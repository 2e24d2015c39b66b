//! ECS Systems
//!
//! Motion along roads, encounter detection, and the conversation lifecycle.

pub mod conversation;
pub mod interaction;
pub mod motion;

pub use conversation::{
    apply_dialogue_replies, expire_conversations, line_index, process_dismissals, Conversation,
    Conversations, DialogueInbox, DialogueReply, DismissQueue, RecentPartners,
};
pub use interaction::{detect_encounters, DialogueOutbox, DialogueRequest};
pub use motion::{advance_agents, step_agent, StepOutcome};
//! Frame Runner
//!
//! Drives the ECS schedule one frame at a time and bridges it to the async
//! dialogue generator. World state is only touched inside [`CityRunner::step`];
//! generated dialogue comes back over an unbounded channel and is applied at
//! the start of a later frame, so a frame never waits on the network.

use std::sync::Arc;

use bevy_ecs::prelude::*;
use tokio::sync::mpsc;
use tokio::task::JoinHandle;

use city_chat::{DialogueGenerator, WithFallback};
use city_events::{CitySnapshot, ConversationKey, EventKind};

use crate::components::clock::{advance_clock, SimClock};
use crate::components::map::CityMap;
use crate::config::{CityConfig, ConversationConfig};
use crate::events::{flush_events, EventLogger, PendingEvents};
use crate::render::{render_frame, Frame};
use crate::setup::{create_world, spawn_agents};
use crate::snapshot::{agent_snapshots, capture_snapshot};
use crate::systems::conversation::{
    apply_dialogue_replies, expire_conversations, process_dismissals, Conversations,
    DialogueInbox, DialogueReply, DismissQueue,
};
use crate::systems::interaction::{detect_encounters, DialogueOutbox, DialogueRequest};
use crate::systems::motion::advance_agents;

/// The per-frame system order
pub fn build_schedule() -> Schedule {
    let mut schedule = Schedule::default();
    schedule.add_systems(
        (
            advance_clock,
            process_dismissals,
            apply_dialogue_replies,
            advance_agents,
            detect_encounters,
            expire_conversations,
            flush_events,
        )
            .chain(),
    );
    schedule
}

pub struct CityRunner<G: DialogueGenerator> {
    world: World,
    schedule: Schedule,
    generator: Arc<WithFallback<G>>,
    replies_tx: mpsc::UnboundedSender<DialogueReply>,
    replies_rx: mpsc::UnboundedReceiver<DialogueReply>,
    tasks: Vec<JoinHandle<()>>,
}

impl<G: DialogueGenerator> CityRunner<G> {
    /// Build a world from `config` and spawn the starting population.
    pub fn new(config: &CityConfig, generator: G, logger: EventLogger) -> Self {
        let mut world = create_world(config, logger);
        spawn_agents(&mut world, &config.spawn);
        Self::from_world(world, generator)
    }

    /// Wrap an already populated world, e.g. one built by `create_world`.
    pub fn from_world(world: World, generator: G) -> Self {
        let (replies_tx, replies_rx) = mpsc::unbounded_channel();
        Self {
            world,
            schedule: build_schedule(),
            generator: Arc::new(WithFallback::new(generator)),
            replies_tx,
            replies_rx,
            tasks: Vec::new(),
        }
    }

    /// Run one frame. Must be called inside a tokio runtime.
    pub fn step(&mut self) {
        self.collect_replies();
        self.schedule.run(&mut self.world);

        let requests = self.world.resource_mut::<DialogueOutbox>().drain();
        for request in requests {
            self.spawn_generation(request);
        }
        self.tasks.retain(|task| !task.is_finished());
    }

    pub fn run_frames(&mut self, frames: u64) {
        for _ in 0..frames {
            self.step();
        }
    }

    /// Wait for every outstanding dialogue request to finish. The replies
    /// are applied on the next `step`.
    pub async fn settle(&mut self) {
        for task in self.tasks.drain(..) {
            if let Err(e) = task.await {
                if !e.is_cancelled() {
                    tracing::warn!(error = %e, "Dialogue task failed");
                }
            }
        }
    }

    /// Close a conversation on the next frame and release both agents
    pub fn dismiss(&mut self, key: ConversationKey) {
        self.world.resource_mut::<DismissQueue>().push(key);
    }

    /// Queue an event from outside the schedule, stamped with the current frame
    pub fn record(&mut self, kind: EventKind) {
        let stamp = self.world.resource::<SimClock>().stamp();
        self.world.resource_mut::<PendingEvents>().record(stamp, kind);
    }

    pub fn snapshot(&mut self) -> CitySnapshot {
        capture_snapshot(&mut self.world)
    }

    pub fn render(&mut self) -> Frame {
        let agents = agent_snapshots(&mut self.world);
        let now = self.world.resource::<SimClock>().now_ms();
        let interval = self.world.resource::<ConversationConfig>().line_interval_ms;
        render_frame(
            self.world.resource::<CityMap>(),
            &agents,
            self.world.resource::<Conversations>(),
            now,
            interval,
        )
    }

    pub fn conversations(&self) -> &Conversations {
        self.world.resource::<Conversations>()
    }

    pub fn clock(&self) -> &SimClock {
        self.world.resource::<SimClock>()
    }

    /// Dialogue requests not yet answered
    pub fn in_flight(&self) -> usize {
        self.tasks.iter().filter(|task| !task.is_finished()).count()
    }

    pub fn world(&self) -> &World {
        &self.world
    }

    pub fn world_mut(&mut self) -> &mut World {
        &mut self.world
    }

    fn collect_replies(&mut self) {
        let mut inbox = self.world.resource_mut::<DialogueInbox>();
        while let Ok(reply) = self.replies_rx.try_recv() {
            inbox.push(reply);
        }
    }

    fn spawn_generation(&mut self, request: DialogueRequest) {
        let generator = Arc::clone(&self.generator);
        let replies = self.replies_tx.clone();
        let task = tokio::spawn(async move {
            let outcome = generator.generate(&request.first, &request.second).await;
            let reply = DialogueReply {
                key: request.key,
                created_at_ms: request.created_at_ms,
                lines: outcome.lines,
                fallback: outcome.fallback,
            };
            if replies.send(reply).is_err() {
                tracing::debug!(key = %request.key, "Runner gone, dropping dialogue");
            }
        });
        self.tasks.push(task);
    }
}

impl<G: DialogueGenerator> Drop for CityRunner<G> {
    fn drop(&mut self) {
        for task in &self.tasks {
            task.abort();
        }
    }
}

#[cfg(test)]
mod tests {
    use super::*;
    use crate::components::agent::{AgentId, Interacting, TilePosition};
    use crate::setup::spawn_agent_at;
    use city_chat::CannedDialogue;

    fn pair_world() -> World {
        let mut world = create_world(&CityConfig::default(), EventLogger::memory());
        spawn_agent_at(&mut world, 0, "Nova", TilePosition::new(8.0, 6.0), 0.0);
        spawn_agent_at(&mut world, 1, "Orion", TilePosition::new(8.0, 6.2), 0.0);
        world
    }

    #[tokio::test]
    async fn test_meeting_spawns_one_request() {
        let mut runner = CityRunner::from_world(pair_world(), CannedDialogue);
        runner.step();

        let key = ConversationKey::new(0, 1).unwrap();
        assert!(runner.conversations().contains(&key));
        assert!(!runner.conversations().get(&key).unwrap().is_populated());

        runner.settle().await;
        runner.step();
        let conversation = runner.conversations().get(&key).unwrap();
        assert!(conversation.is_populated());
        assert!(!conversation.used_fallback);
    }

    #[tokio::test]
    async fn test_dismiss_releases_agents() {
        let mut runner = CityRunner::from_world(pair_world(), CannedDialogue);
        runner.step();
        let key = ConversationKey::new(0, 1).unwrap();

        runner.dismiss(key);
        runner.step();

        assert!(runner.conversations().is_empty());
        let world = runner.world_mut();
        let mut query = world.query::<(&AgentId, &Interacting)>();
        assert!(query.iter(world).all(|(_, interacting)| !interacting.0));
    }

    #[tokio::test]
    async fn test_render_has_pending_bubble() {
        let mut runner = CityRunner::from_world(pair_world(), CannedDialogue);
        runner.step();
        let frame = runner.render();
        assert_eq!(frame.bubbles().count(), 1);
        assert_eq!(frame.agent_count(), 2);
    }
}
//! Agent registry and wallet collaborator.
//!
//! The on-chain side of ARCA City expressed as traits with in-memory
//! implementations: the agent registry (create/kill/withdraw/claim), token
//! wallets over a shared ledger, game-score reputation updates, and the
//! per-agent tax collection tasks.

pub mod error;
pub mod registry;
pub mod reputation;
pub mod tax;
pub mod wallet;

pub use error::RegistryError;
pub use registry::{AgentRecord, AgentRegistry, InMemoryRegistry};
pub use reputation::{
    apply_delta, cull_lowest_reputation, reputation_delta, submit_game_score, ReputationChange,
    CULL_THRESHOLD, MAX_REPUTATION,
};
pub use tax::{SharedRegistry, TaxPolicy, TaxScheduler};
pub use wallet::{generate_address, is_valid_address, Ledger, LedgerWallet, Transfer, Wallet};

++++++++

Report how many lines in the material above include "DialogueOutbox", and give no other words.

3